[AIM OF THE TASK]
Please take the records that follow and repeat exactly the lines starting with the line with "for guard checks." and going on through the line with "a bound value.".

[EXERCISE INPUT]
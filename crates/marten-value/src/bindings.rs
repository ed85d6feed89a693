//! Evaluation environment for guard checks.

use rustc_hash::FxHashMap;

use crate::transform::TransformState;
use crate::value::Value;

/// The environment a check runs against: named runtime values plus the
/// ambient transform state in effect for the call.
#[derive(Debug, Default)]
pub struct Bindings {
    values: FxHashMap<String, Value>,
    transforms: TransformState,
}

impl Bindings {
    /// Create an empty environment with no active transforms.
    pub fn new() -> Self {
        Self::default()
    }

    /// Bind a name, builder style.
    #[must_use]
    pub fn bind(mut self, name: impl Into<String>, value: Value) -> Self {
        self.values.insert(name.into(), value);
        self
    }

    /// Bind or rebind a name.
    pub fn insert(&mut self, name: impl Into<String>, value: Value) {
        self.values.insert(name.into(), value);
    }

    /// Look up a bound value.
    pub fn get(&self, name: &str) -> Option<&Value> {
        self.values.get(name)
    }

    /// Attach an ambient transform state, builder style.
    #[must_use]
    pub fn with_transforms(mut self, transforms: TransformState) -> Self {
        self.transforms = transforms;
        self
    }

    /// The ambient transform state in effect.
    #[inline]
    pub fn transforms(&self) -> &TransformState {
        &self.transforms
    }

    /// Number of bound names.
    pub fn len(&self) -> usize {
        self.values.len()
    }

    /// Check whether no names are bound.
    pub fn is_empty(&self) -> bool {
        self.values.is_empty()
    }
}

[EXERCISE OUTPUT]
//! Evaluation environment for guard checks.

use rustc_hash::FxHashMap;

use crate::transform::TransformState;
use crate::value::Value;

/// The environment a check runs against: named runtime values plus the
/// ambient transform state in effect for the call.
#[derive(Debug, Default)]
pub struct Bindings {
    values: FxHashMap<String, Value>,
    transforms: TransformState,
}

impl Bindings {
    /// Create an empty environment with no active transforms.
    pub fn new() -> Self {
        Self::default()
    }

    /// Bind a name, builder style.
    #[must_use]
    pub fn bind(mut self, name: impl Into<String>, value: Value) -> Self {
        self.values.insert(name.into(), value);
        self
    }

    /// Bind or rebind a name.
    pub fn insert(&mut self, name: impl Into<String>, value: Value) {
        self.values.insert(name.into(), value);
    }

    /// Look up a bound value.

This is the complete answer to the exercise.